Neural coding represents a difficulty faced by cortical implants, and in particular, implants dealing with cognition. Researchers have found difficulty in determining how the brain codes distinct memories. For example, the way the brain codes the memory of a chair is vastly different from the way it codes for a lamp. With a full understanding of the neural code, more progress can be made in developing a hippocampal prosthetic that can more effectively enhance memory.

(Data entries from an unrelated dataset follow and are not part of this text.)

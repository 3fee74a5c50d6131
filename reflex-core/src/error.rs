//! Error types for the reflex core library.
//!
//! Uses `thiserror` for every public error, grouped by the collaborator that
//! raises it. `ConfigError` stays separate from `ReflexError` because only
//! the binary loads configuration.

/// Top-level error type for the reflex core library.
#[derive(Debug, thiserror::Error)]
pub enum ReflexError {
    #[error("Finding error: {0}")]
    Finding(#[from] FindingError),

    #[error("Parameter error: {0}")]
    Parameter(#[from] ParameterError),

    #[error("Gateway error: {0}")]
    Gateway(#[from] GatewayError),

    #[error("Event error: {0}")]
    Event(#[from] EventError),

    #[error("Serialization error: {0}")]
    Serialization(#[from] serde_json::Error),
}

/// Structural errors raised while extracting fields from a raw finding.
#[derive(Debug, Clone, PartialEq, Eq, thiserror::Error)]
pub enum FindingError {
    #[error("required field '{field}' is missing from the finding")]
    MissingField { field: &'static str },

    #[error("field '{field}' has an unexpected shape: {reason}")]
    InvalidField { field: &'static str, reason: String },
}

/// Errors from the parameter store and the configuration resolver.
#[derive(Debug, Clone, PartialEq, Eq, thiserror::Error)]
pub enum ParameterError {
    #[error("Parameter {name} is not found")]
    NotFound { name: String },
}

/// Errors from the remote resource gateway.
///
/// The in-tree gateways only raise `Request`. `Throttled` and `AccessDenied`
/// are for cloud backends implementing `ResourceGateway` outside this crate;
/// the workflow treats every variant as a remote failure.
#[derive(Debug, Clone, PartialEq, Eq, thiserror::Error)]
pub enum GatewayError {
    #[error("{operation} failed: {message}")]
    Request { operation: String, message: String },

    /// The backend rate-limited the call.
    #[error("{operation} was throttled by the backend")]
    Throttled { operation: String },

    /// The backend rejected the caller's credentials or permissions.
    #[error("{operation} was denied: {message}")]
    AccessDenied { operation: String, message: String },
}

impl GatewayError {
    /// Shorthand for a generic request failure.
    pub fn request(operation: impl Into<String>, message: impl Into<String>) -> Self {
        Self::Request {
            operation: operation.into(),
            message: message.into(),
        }
    }

    /// The gateway operation that produced this error.
    pub fn operation(&self) -> &str {
        match self {
            Self::Request { operation, .. }
            | Self::Throttled { operation }
            | Self::AccessDenied { operation, .. } => operation,
        }
    }
}

/// Errors raised while unwrapping an incoming event envelope.
#[derive(Debug, Clone, PartialEq, Eq, thiserror::Error)]
pub enum EventError {
    #[error("event has no findings list at '{path}'")]
    MissingFindings { path: &'static str },
}

/// Errors raised while loading configuration.
#[derive(Debug, thiserror::Error)]
pub enum ConfigError {
    #[error("failed to load configuration: {0}")]
    Load(#[from] Box<figment::Error>),

    #[error("invalid configuration: {message}")]
    Invalid { message: String },
}
//! Reflex CLI: feeds one finding event through the containment dispatcher.
//!
//! The event document is read from a file or stdin, every finding in it is
//! dispatched, and the fixed response document is printed to stdout.

use anyhow::Context;
use clap::Parser;
use reflex_core::config::LogFormat;
use reflex_core::{
    ConfigResolver, Dispatcher, DryRunGateway, FindingBatch, HandlerRegistry, ParameterCache,
    ReflexConfig, StaticParameterSource, WorkflowContext,
};
use std::path::{Path, PathBuf};
use std::sync::Arc;
use tokio::io::AsyncReadExt;
use tracing_appender::non_blocking::WorkerGuard;
use tracing_subscriber::layer::SubscriberExt;
use tracing_subscriber::util::SubscriberInitExt;
use tracing_subscriber::{EnvFilter, Layer, Registry};

/// Reflex: automated containment for command-and-control findings
#[derive(Parser, Debug)]
#[command(name = "reflex", version, about, long_about = None)]
struct Cli {
    /// Event document to process (reads stdin if omitted)
    event: Option<PathBuf>,

    /// Configuration file path
    #[arg(short, long)]
    config: Option<PathBuf>,

    /// Increase verbosity (-v, -vv)
    #[arg(short, long, action = clap::ArgAction::Count)]
    verbose: u8,

    /// Only log errors
    #[arg(short, long)]
    quiet: bool,
}

#[tokio::main]
async fn main() -> anyhow::Result<()> {
    let _ = dotenvy::dotenv();

    let cli = Cli::parse();

    let config = reflex_core::load_config(cli.config.as_deref(), None)
        .map_err(|e| anyhow::anyhow!("Configuration error: {}", e))?;

    let _guard = init_tracing(&config, log_filter(cli.verbose, cli.quiet))?;

    let raw = read_event(cli.event.as_deref()).await?;
    let batch = FindingBatch::parse(&raw)?;
    tracing::info!(findings = batch.len(), "Received finding event");

    let dispatcher = build_dispatcher(&config);
    let response = dispatcher.dispatch(&batch).await;

    println!("{}", serde_json::to_string(&response)?);
    Ok(())
}

fn log_filter(verbose: u8, quiet: bool) -> &'static str {
    match verbose {
        0 if quiet => "error",
        0 => "info",
        1 => "debug",
        _ => "trace",
    }
}

/// Stderr logging in the configured format, plus an optional daily-rotated
/// JSON file. The returned guard must live until the process exits.
fn init_tracing(config: &ReflexConfig, filter: &str) -> anyhow::Result<Option<WorkerGuard>> {
    let env_filter =
        || EnvFilter::try_from_default_env().unwrap_or_else(|_| EnvFilter::new(filter));

    let stderr_layer: Box<dyn Layer<Registry> + Send + Sync> = match config.logging.format {
        LogFormat::Pretty => tracing_subscriber::fmt::layer()
            .with_writer(std::io::stderr)
            .with_target(false)
            .boxed(),
        LogFormat::Json => tracing_subscriber::fmt::layer()
            .json()
            .with_writer(std::io::stderr)
            .boxed(),
    };

    let (file_layer, guard) = match &config.logging.log_dir {
        Some(dir) => {
            std::fs::create_dir_all(dir)
                .with_context(|| format!("cannot create log directory {}", dir.display()))?;
            let appender = tracing_appender::rolling::daily(dir, "reflex.log");
            let (writer, guard) = tracing_appender::non_blocking(appender);
            let layer = tracing_subscriber::fmt::layer()
                .json()
                .with_writer(writer)
                .with_filter(EnvFilter::new("debug"));
            (Some(layer), Some(guard))
        }
        None => (None, None),
    };

    tracing_subscriber::registry()
        .with(stderr_layer.with_filter(env_filter()))
        .with(file_layer)
        .init();

    Ok(guard)
}

async fn read_event(path: Option<&Path>) -> anyhow::Result<String> {
    match path {
        Some(path) => std::fs::read_to_string(path)
            .with_context(|| format!("cannot read event file {}", path.display())),
        None => {
            let mut raw = String::new();
            tokio::io::stdin()
                .read_to_string(&mut raw)
                .await
                .context("cannot read event from stdin")?;
            Ok(raw)
        }
    }
}

/// Wire the dry-run gateway and the config-backed parameter source into a
/// dispatcher with the built-in workflows.
fn build_dispatcher(config: &ReflexConfig) -> Dispatcher {
    let source = Arc::new(StaticParameterSource::new(config.parameters.clone()));
    let resolver = ConfigResolver::new(source, Arc::new(ParameterCache::new()));
    let context = WorkflowContext::new(
        Arc::new(DryRunGateway::new()),
        resolver,
        config.containment.clone(),
    );
    Dispatcher::new(HandlerRegistry::with_defaults(), context)
}
pub mod card;
pub mod tale;
//! List, filter and pagination engine of the admin view mode.
//!
//! `ListView` is a value: every transition consumes the current view and
//! returns the next one, so the whole engine can be exercised without a DOM.
//!
//! Invariant kept by every transition: `1 <= page <= max(1, page_count())`.

use crate::config::PAGE_SIZE;
use crate::model::record::{Record, RecordId};

/// Pagination control targets.
#[derive(Debug, Clone, Copy, PartialEq, Eq)]
pub enum PageTarget {
    First,
    Prev,
    Next,
    Last,
    Exact(usize),
}

#[derive(Debug, Clone, PartialEq)]
pub struct ListView {
    all: Vec<Record>,
    filtered: Vec<Record>,
    /// Lower-cased search term.
    term: String,
    page: usize,
}

impl Default for ListView {
    fn default() -> Self {
        Self { all: Vec::new(), filtered: Vec::new(), term: String::new(), page: 1 }
    }
}

impl ListView {
    pub fn new(records: Vec<Record>) -> Self {
        Self::default().set_records(records)
    }

    /// Replaces the full record set, re-applies the current term, back to page 1.
    pub fn set_records(mut self, records: Vec<Record>) -> Self {
        self.all = records;
        self.refilter();
        self.page = 1;
        self
    }

    /// Replaces the full record set but keeps the term and the page (clamped).
    pub fn reconcile(mut self, records: Vec<Record>) -> Self {
        self.all = records;
        self.refilter();
        self.clamp()
    }

    /// Filters on `term` (case-insensitive, any field value) and returns to page 1.
    pub fn apply_filter(mut self, term: &str) -> Self {
        self.term = term.to_lowercase();
        self.refilter();
        self.page = 1;
        self
    }

    /// Moves to `target`, clamped to the valid range.
    pub fn set_page(mut self, target: PageTarget) -> Self {
        let last = self.last_page();
        self.page = match target {
            PageTarget::First => 1,
            PageTarget::Prev => self.page.saturating_sub(1),
            PageTarget::Next => self.page + 1,
            PageTarget::Last => last,
            PageTarget::Exact(n) => n,
        };
        self.clamp()
    }

    /// Drops the record `id` from both lists. When that empties the current
    /// page and it is not the first, steps back one page.
    pub fn reduce_after_delete(mut self, id: &RecordId) -> Self {
        self.all.retain(|r| &r.id() != id);
        self.filtered.retain(|r| &r.id() != id);
        if self.page > 1 && (self.page - 1) * PAGE_SIZE >= self.filtered.len() {
            self.page -= 1;
        }
        self.clamp()
    }

    /// Records of the current page.
    pub fn visible_slice(&self) -> &[Record] {
        let start = ((self.page - 1) * PAGE_SIZE).min(self.filtered.len());
        let end = (start + PAGE_SIZE).min(self.filtered.len());
        &self.filtered[start..end]
    }

    pub fn get(&self, id: &RecordId) -> Option<&Record> {
        self.all.iter().find(|r| &r.id() == id)
    }

    pub fn page(&self) -> usize {
        self.page
    }

    /// Number of pages of the filtered view; 0 when it is empty.
    pub fn page_count(&self) -> usize {
        self.filtered.len().div_ceil(PAGE_SIZE)
    }

    pub fn all(&self) -> &[Record] {
        &self.all
    }

    pub fn filtered(&self) -> &[Record] {
        &self.filtered
    }

    /// Whether the control for `target` is enabled. First/prev are disabled
    /// on page 1, next/last on the last page or when nothing is listed.
    pub fn can_go(&self, target: PageTarget) -> bool {
        match target {
            PageTarget::First | PageTarget::Prev => self.page > 1,
            PageTarget::Next | PageTarget::Last => self.page < self.page_count(),
            PageTarget::Exact(n) => n >= 1 && n <= self.last_page() && n != self.page,
        }
    }

    fn last_page(&self) -> usize {
        self.page_count().max(1)
    }

    fn refilter(&mut self) {
        self.filtered = self.all.iter().filter(|r| r.matches(&self.term)).cloned().collect();
    }

    fn clamp(mut self) -> Self {
        self.page = self.page.clamp(1, self.last_page());
        self
    }
}

#[cfg(test)]
mod tests {
    use super::*;
    use serde_json::json;

    fn records(n: usize) -> Vec<Record> {
        (1..=n)
            .map(|i| {
                let tag = if i % 2 == 0 { "even" } else { "odd" };
                Record::from(json!({"id": i, "topic": format!("Topic {i}"), "tag": tag}))
            })
            .collect()
    }

    fn ids(records: &[Record]) -> Vec<String> {
        records.iter().map(|r| r.id().to_string()).collect()
    }

    #[test]
    fn twenty_three_records_make_three_pages() {
        let view = ListView::new(records(23));
        assert_eq!(view.page_count(), 3);

        let view = view.set_page(PageTarget::Last);
        assert_eq!(view.page(), 3);
        assert_eq!(view.visible_slice().len(), 3);
    }

    #[test]
    fn pages_concatenate_to_the_filtered_view() {
        for n in [0, 1, 9, 10, 11, 20, 37] {
            let mut view = ListView::new(records(n)).apply_filter("odd");
            let mut seen = Vec::new();
            for page in 1..=view.page_count() {
                view = view.set_page(PageTarget::Exact(page));
                assert!(view.visible_slice().len() <= PAGE_SIZE);
                seen.extend_from_slice(view.visible_slice());
            }
            assert_eq!(seen, view.filtered(), "n = {n}");
        }
    }

    #[test]
    fn filter_is_case_insensitive_subset() {
        let view = ListView::new(records(12)).apply_filter("TOPIC 1");
        assert_eq!(ids(view.filtered()), ["1", "10", "11", "12"]);
        assert!(view.filtered().iter().all(|r| view.all().contains(r)));
    }

    #[test]
    fn empty_term_restores_everything() {
        let view = ListView::new(records(5)).apply_filter("nothing matches").apply_filter("");
        assert_eq!(view.filtered(), view.all());
    }

    #[test]
    fn filtering_resets_to_first_page() {
        let view = ListView::new(records(30)).set_page(PageTarget::Exact(3)).apply_filter("even");
        assert_eq!(view.page(), 1);
    }

    #[test]
    fn set_records_keeps_term_and_resets_page() {
        let view = ListView::new(records(30))
            .apply_filter("even")
            .set_page(PageTarget::Next)
            .set_records(records(4));
        assert_eq!(view.page(), 1);
        assert_eq!(ids(view.filtered()), ["2", "4"]);
    }

    #[test]
    fn reconcile_keeps_page_when_possible() {
        let view = ListView::new(records(30)).set_page(PageTarget::Exact(2)).reconcile(records(30));
        assert_eq!(view.page(), 2);

        let view = view.set_page(PageTarget::Last).reconcile(records(12));
        assert_eq!(view.page(), 2);
    }

    #[test]
    fn page_moves_are_clamped() {
        let view = ListView::new(records(15));
        assert_eq!(view.clone().set_page(PageTarget::Prev).page(), 1);
        assert_eq!(view.clone().set_page(PageTarget::Exact(0)).page(), 1);
        assert_eq!(view.clone().set_page(PageTarget::Exact(99)).page(), 2);
        assert_eq!(view.set_page(PageTarget::Next).set_page(PageTarget::Next).page(), 2);
    }

    #[test]
    fn affordances_follow_page_position() {
        let view = ListView::new(records(25));
        assert!(!view.can_go(PageTarget::First));
        assert!(!view.can_go(PageTarget::Prev));
        assert!(view.can_go(PageTarget::Next));

        let view = view.set_page(PageTarget::Last);
        assert!(view.can_go(PageTarget::Prev));
        assert!(!view.can_go(PageTarget::Next));
        assert!(!view.can_go(PageTarget::Last));

        let empty = ListView::new(Vec::new());
        assert_eq!(empty.page(), 1);
        assert!(!empty.can_go(PageTarget::Next));
        assert!(empty.visible_slice().is_empty());
    }

    #[test]
    fn deleting_last_record_of_last_page_steps_back() {
        let view = ListView::new(records(11)).set_page(PageTarget::Last);
        assert_eq!(view.page(), 2);

        let view = view.reduce_after_delete(&RecordId::from("11"));
        assert_eq!(view.page(), 1);
        assert_eq!(view.visible_slice().len(), 10);
        assert!(view.get(&RecordId::from("11")).is_none());
    }

    #[test]
    fn deleting_single_remaining_record_on_page_two_empties_the_list() {
        let mut view = ListView::new(records(11)).set_page(PageTarget::Exact(2));
        for id in 1..=10 {
            view = view.reduce_after_delete(&RecordId::new(id.to_string()));
        }
        assert_eq!(view.page(), 1);
        assert_eq!(ids(view.visible_slice()), ["11"]);

        let view = view.reduce_after_delete(&RecordId::from("11"));
        assert_eq!(view.page(), 1);
        assert!(view.filtered().is_empty());
        assert!(view.all().is_empty());
    }

    #[test]
    fn delete_on_middle_page_keeps_page() {
        let view = ListView::new(records(30))
            .set_page(PageTarget::Exact(2))
            .reduce_after_delete(&RecordId::from("15"));
        assert_eq!(view.page(), 2);
        assert_eq!(view.visible_slice().len(), 10);
    }

    #[test]
    fn page_never_leaves_valid_range_after_shrinking() {
        for n in 0..35 {
            let mut view = ListView::new(records(n)).set_page(PageTarget::Last);
            for id in (1..=n).rev() {
                view = view.reduce_after_delete(&RecordId::new(id.to_string()));
                assert!(view.page() >= 1);
                assert!(view.page() <= view.page_count().max(1));
            }
        }
    }
}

Due to the uniqueness of every patient's cortex, it is difficult to standardize procedures involving direct implantation. There are many common physical features between brains, but an individual gyrus or sulcus (neuroanatomy) can be different when compared. This leads to difficulties because it causes each procedure to be unique, thus taking longer to perform. In addition, the nature of a microelectrode array intended effect is limited due to the stated variance's presented in association with individual cortex uniqueness i.e. differences. Present day microelectrode arrays are also constrained due their physical size, and achievable data processing/capability rates; which continue to be governed in relation to the characteristics dictated in accordance with Moore's Law.

==Future developments==
As more research is performed on, further developments will be made that will increase the viability and usability of cortical implants. Decreasing the size of the implants would help with keeping procedures less complicated and reducing the bulk. The longevity of these devices is also being considered as developments are made. The goal with the development of new implants is "to avoid the hydrolytic, oxidative and enzymatic degradation due to the harsh environment of the human body or at least to slow it down to a minimum which enables the interface to work over a long time period, before it finally has to be exchanged." With extended operational lifetimes, fewer operations would need to be performed for maintenance, allowing for The amount of polymers that are now able to be used for neural implants has increased, allowing for a greater diversity of devices. As technology improves, researchers are able to more densely place electrodes into arrays, permitting high selectivity. Other areas of investigation are the battery packs that power these devices. Effort has been made to try and reduce the overall size and bulkiness of these packs to make them less obtrusive for the patient. Reducing the amount of power each implant requires is also of interest, as this will reduce the amount of heat the implant makes, therefore reducing the risk of damage to the surrounding tissues.